Danny grabs my cell from its hiding place under the seat and gives it to me. I toss the phone back at him. “Dial 112. Russian 911.”
I don’t wait for him to call before I start the car and pull out. He hands the ringing phone to me, and I report the crime and end the call. But help’s only on the way for one of us.
We’re not down the block when Danny adjusts his mirror. “What did you say about coming after witnesses?”
I consult the rearview. Company. A black sedan, and a white van.
Precisely what we need.
I gun the engine, gritting my teeth to get through the gears.
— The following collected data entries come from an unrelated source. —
//! Desktop menu database refresh

use std::path::Path;
use std::process::{Command, Stdio};

/// External tool rebuilding the MIME/menu cache of an applications directory
pub const UPDATE_DESKTOP_DATABASE: &str = "update-desktop-database";

/// Ask the desktop to re-read `applications_dir`.
///
/// Best effort: failures are logged and reported as `false`, never as errors.
pub fn refresh(applications_dir: &Path) -> bool {
    refresh_with(UPDATE_DESKTOP_DATABASE, applications_dir)
}

fn refresh_with(program: &str, applications_dir: &Path) -> bool {
    let status = Command::new(program)
        .arg(applications_dir)
        .stdin(Stdio::null())
        .stdout(Stdio::null())
        .stderr(Stdio::null())
        .status();

    match status {
        Ok(status) if status.success() => {
            tracing::debug!(dir = %applications_dir.display(), "desktop database refreshed");
            true
        }
        Ok(status) => {
            tracing::warn!(%status, "{program} exited unsuccessfully");
            false
        }
        Err(e) => {
            tracing::warn!(error = %e, "could not run {program}");
            false
        }
    }
}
When I have a second, I thrust the phone at Danny. “Call the last number before 112.”
He obeys and gives me the phone again.
It rings once, twice — “Lori,” Semyon answers. “Thanks for the heads up—”
“We’re leaving ulitsa Novatorov, and—”
“Tell me that gunfire wasn’t you.”
He must be nearby. “Not us, but we made some new friends who are eager to catch up.” I have to lower the phone and use both hands to turn onto the main road without slowing. Consult the rearview. The black sedan makes the right, too. And the van.
Back to Semyon. “Sorry. We’ve got Nadia . . .” I rack my brain for her surname. “Obolenskaya on our tail. She’s the real FSB officer. Got a henchman with her.”